use crate::aggregator::{scan, ScanResult};
use crate::cache::ScanCache;
use crate::corpus::CorpusSource;
use crate::error::ScanError;
use std::sync::Arc;

/// Owns a corpus and the snapshot of its last scan.
///
/// Views read the snapshot instead of rescanning; a batch action that
/// changes the vault calls [`Curator::invalidate`] so the next read scans.
pub struct Curator<C> {
    corpus: C,
    cache: ScanCache,
}

impl<C: CorpusSource> Curator<C> {
    pub fn new(corpus: C) -> Self {
        Self {
            corpus,
            cache: ScanCache::new(),
        }
    }

    pub fn corpus(&self) -> &C {
        &self.corpus
    }

    /// Scan now and replace the snapshot. A failed scan leaves the old one.
    pub async fn refresh(&self) -> Result<Arc<ScanResult>, ScanError> {
        let result = Arc::new(scan(&self.corpus).await?);
        self.cache.set(result.clone());
        Ok(result)
    }

    /// The cached snapshot, scanning first if there is none.
    pub async fn snapshot(&self) -> Result<Arc<ScanResult>, ScanError> {
        match self.cache.get() {
            Some(cached) => {
                tracing::debug!("Using cached scan with {} links", cached.len());
                Ok(cached)
            }
            None => self.refresh().await,
        }
    }

    pub fn cached(&self) -> Option<Arc<ScanResult>> {
        self.cache.get()
    }

    pub fn invalidate(&self) {
        tracing::debug!("Scan cache cleared");
        self.cache.clear();
    }
}

#[cfg(test)]
mod tests {
    use super::*;
    use async_trait::async_trait;
    use crate::corpus::MemoryCorpus;
    use crate::link::LinkReference;
    use std::sync::atomic::{AtomicBool, AtomicUsize, Ordering};

    /// Counts enumerations so tests can tell a cache hit from a rescan.
    struct CountingCorpus {
        inner: MemoryCorpus,
        scans: AtomicUsize,
        fail: AtomicBool,
    }

    impl CountingCorpus {
        fn new(fail: bool) -> Self {
            Self {
                inner: MemoryCorpus::new()
                    .with_document("Notes/A.md", vec![LinkReference::new("Topic X")]),
                scans: AtomicUsize::new(0),
                fail: AtomicBool::new(fail),
            }
        }
    }

    #[async_trait]
    impl CorpusSource for CountingCorpus {
        type Document = usize;

        async fn enumerate_documents(&self) -> anyhow::Result<Vec<usize>> {
            self.scans.fetch_add(1, Ordering::SeqCst);
            if self.fail.load(Ordering::SeqCst) {
                anyhow::bail!("vault unavailable");
            }
            self.inner.enumerate_documents().await
        }

        async fn link_references(&self, doc: &usize) -> anyhow::Result<Vec<LinkReference>> {
            self.inner.link_references(doc).await
        }

        fn resolves(&self, reference: &LinkReference, from: &usize) -> anyhow::Result<bool> {
            self.inner.resolves(reference, from)
        }

        fn path(&self, doc: &usize) -> anyhow::Result<String> {
            self.inner.path(doc)
        }
    }

    #[tokio::test]
    async fn snapshot_scans_once_then_reuses_cache() {
        let curator = Curator::new(CountingCorpus::new(false));
        assert!(curator.cached().is_none());

        let first = curator.snapshot().await.unwrap();
        let second = curator.snapshot().await.unwrap();
        assert!(Arc::ptr_eq(&first, &second));
        assert_eq!(curator.corpus().scans.load(Ordering::SeqCst), 1);
    }

    #[tokio::test]
    async fn invalidate_forces_next_snapshot_to_scan() {
        let curator = Curator::new(CountingCorpus::new(false));
        curator.snapshot().await.unwrap();
        curator.invalidate();
        assert!(curator.cached().is_none());
        curator.snapshot().await.unwrap();
        assert_eq!(curator.corpus().scans.load(Ordering::SeqCst), 2);
    }

    #[tokio::test]
    async fn refresh_always_scans() {
        let curator = Curator::new(CountingCorpus::new(false));
        curator.refresh().await.unwrap();
        curator.refresh().await.unwrap();
        assert_eq!(curator.corpus().scans.load(Ordering::SeqCst), 2);
        assert_eq!(curator.cached().unwrap().entries[0].link_text, "Topic X");
    }

    #[tokio::test]
    async fn failed_scan_does_not_populate_cache() {
        let curator = Curator::new(CountingCorpus::new(true));
        let err = curator.snapshot().await.unwrap_err();
        assert!(matches!(err, ScanError::Enumerate(_)));
        assert!(curator.cached().is_none());
    }

    #[tokio::test]
    async fn failed_refresh_keeps_previous_snapshot() {
        let curator = Curator::new(CountingCorpus::new(false));
        let good = curator.refresh().await.unwrap();

        curator.corpus().fail.store(true, Ordering::SeqCst);
        assert!(curator.refresh().await.is_err());

        let cached = curator.cached().expect("previous snapshot survives");
        assert!(Arc::ptr_eq(&cached, &good));
        let again = curator.snapshot().await.unwrap();
        assert!(Arc::ptr_eq(&again, &good), "snapshot serves the cache, no rescan");
        assert_eq!(curator.corpus().scans.load(Ordering::SeqCst), 2);
    }
}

# # #

**Your objective:**
The answer must consist of every line in the records above that contains the word "ScanError".

**Your response:**
use crate::error::ScanError;
    pub async fn refresh(&self) -> Result<Arc<ScanResult>, ScanError> {
    pub async fn snapshot(&self) -> Result<Arc<ScanResult>, ScanError> {
        assert!(matches!(err, ScanError::Enumerate(_)));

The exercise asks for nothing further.